Il s'est efforcé jusqu'ici de combler le vide en parlant. Ou alors il cherchait simplement à m'occuper l'esprit. Sans doute les deux. Seulement chaque mètre de plus parcouru par cette voiture est un mètre de trop. Un mètre dans la pire direction possible. Mon ami se tait au son de ma voix, ses traits se tendant légèrement. Il me détaille quelques secondes, avant qu'un léger souffle ne lui échappe, ses épaules allant jusqu'à visiblement s'affaisser.
- Tu aurais attendu quelques minutes de plus qu'on soit arrivés et ça n'aurait pas été à moi d'avoir cette discussion.
Je crois que la colère prend le pas sur la panique pour ma part. Or je tente du plus profond de moi-même de la refouler. Je ne dois pas tenir mon ami pour responsable. Je sais qu'il tente de bien faire. Il ne pouvait se douter que c'était très exactement la pire chose pour moi à cet instant. J'en suis conscient, pourtant ma voix vibre de sombres nuances quand je me tourne vers le conducteur de ce taxi :
- Faites demi-tour s'il vous plaît.
- N'en faites rien.
Le conducteur nous jette un regard perdu dans le rétroviseur. Il reporte son regard sur la route et, à mon grand dam, continue sur sa lancée. Cette fois-ci je ne fais plus aucun effort de contrôle en me tournant vers mon ami, mes yeux s'étrécissant déjà.
- Je ne remets pas tes intentions en question. Je me doute que tu penses bien faire. Je me doute que tu as un 'plan' en tête. Peut-être même est-ce un bon plan. Seulement plus il est bon, plus j'en viendrai à te détester Leo. Je ne veux pas avoir d'espoirs. Alors, s'il te plaît, ne m'oblige pas à aller là-bas.

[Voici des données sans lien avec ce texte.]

//! # Audit Log Entity
//!
//! 관리자 행위 기록입니다. `audit_logs` 컬렉션에 추가만 되며 수정/삭제하지 않습니다.

use mongodb::bson::{oid::ObjectId, DateTime};
use serde::{Deserialize, Serialize};

/// 감사 대상 행위
#[derive(Debug, Clone, Copy, PartialEq, Eq, Serialize, Deserialize)]
#[serde(rename_all = "snake_case")]
pub enum AuditAction {
    Login,
    RoleChange,
    AccountDelete,
}

impl AuditAction {
    pub fn as_str(&self) -> &'static str {
        match self {
            AuditAction::Login => "login",
            AuditAction::RoleChange => "role_change",
            AuditAction::AccountDelete => "account_delete",
        }
    }
}

#[derive(Debug, Clone, PartialEq, Serialize, Deserialize)]
pub struct AuditLog {
    #[serde(rename = "_id", skip_serializing_if = "Option::is_none")]
    pub id: Option<ObjectId>,
    pub action: AuditAction,
    /// 행위를 수행한 관리자 계정 ID
    pub admin_id: String,
    #[serde(default, skip_serializing_if = "Option::is_none")]
    pub target_id: Option<String>,
    /// 행위별 자유 형식 데이터
    #[serde(default)]
    pub metadata: serde_json::Value,
    #[serde(default, skip_serializing_if = "Option::is_none")]
    pub ip_address: Option<String>,
    #[serde(default, skip_serializing_if = "Option::is_none")]
    pub user_agent: Option<String>,
    pub created_at: DateTime,
}

impl AuditLog {
    pub fn new(
        action: AuditAction,
        admin_id: impl Into<String>,
        target_id: Option<String>,
        metadata: serde_json::Value,
    ) -> Self {
        Self {
            id: None,
            action,
            admin_id: admin_id.into(),
            target_id,
            metadata,
            ip_address: None,
            user_agent: None,
            created_at: DateTime::now(),
        }
    }

    /// 요청자의 네트워크 정보를 붙입니다.
    pub fn with_requester(mut self, ip_address: Option<String>, user_agent: Option<String>) -> Self {
        self.ip_address = ip_address;
        self.user_agent = user_agent;
        self
    }
}

#[cfg(test)]
mod tests {
    use super::*;
    use serde_json::json;

    #[test]
    fn test_action_tags() {
        assert_eq!(serde_json::to_string(&AuditAction::RoleChange).unwrap(), "\"role_change\"");
        assert_eq!(AuditAction::AccountDelete.as_str(), "account_delete");
    }

    #[test]
    fn test_document_shape() {
        let log = AuditLog::new(
            AuditAction::RoleChange,
            "admin-1",
            Some("target-1".to_string()),
            json!({ "from": "customer", "to": "staff" }),
        )
        .with_requester(Some("10.0.0.1".to_string()), None);

        let document = mongodb::bson::to_document(&log).unwrap();

        assert_eq!(document.get_str("action").unwrap(), "role_change");
        assert_eq!(document.get_str("ip_address").unwrap(), "10.0.0.1");
        assert!(!document.contains_key("user_agent"));
        assert_eq!(
            document.get_document("metadata").unwrap().get_str("to").unwrap(),
            "staff"
        );
    }
}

- Il m'avait prévenu que tu dirais ça.
Je ne veux pas savoir qui ce 'il' est. C'est ce que je me répète en boucle dans ma tête. Mais la vérité je ne la connais que bien trop. S'il me restait encore un espoir que Malo n'y serait pas, Leo vient de souffler dessus aussi facilement que sur une bougie. Je lui avais promis que je resterai loin de lui. Nous avions convenu ensemble que tout s'arrêtait définitivement. Que se passe-t-il au juste maintenant ? Ma jambe tressaute. Mes mains tremblent. Mon souffle est sifflant.
- Leo s'il te plaît... pas ça.
- Poussin, attends qu'on y soit, fais-moi confiance.
Je le déteste de m'imposer cette situation. Je déteste Malo sans même savoir pourquoi cette fois. Je déteste n'importe qui caché derrière cette embuscade. Puisque c'en est une, n'est-ce pas ? Mais je n'ai pas d'autre choix que d'attendre. Je sais exactement où l'on est. Je sais exactement combien de temps il me reste pour tenter de réguler ma respiration et calmer mes tremblements. Je ne suis pas aveugle, je remarque bien les coups d'œil inquiets jetés par mon ami, or celui-ci ne fait aucun geste dans ma direction. Je lui en suis bien plus reconnaissant que s'il avait tenté de me calmer.
Je n'ai pas besoin de regarder par la fenêtre quand la voiture ralentit puis s'arrête, or je le fais tout de même. J'ai beau savoir depuis un long moment maintenant notre destination, voir la maison de Bill sous mes yeux me percute brutalement. Savoir que je n'y ai plus ma place me percute brutalement. Je souffle alors, ne cherchant absolument pas à cacher mon exaspération.
- Qu'est-ce que je suis censé comprendre mainte-
Je suis stoppé moi-même dans ma phrase quand mes yeux se posent sur les voitures présentes dans l'allée de Bill. Je reconnais aisément la sienne, celle de Katherine et celle, comme je m'en étais douté, de Malo. Seulement aucune d'entre elles n'est l'objet de ma surprise.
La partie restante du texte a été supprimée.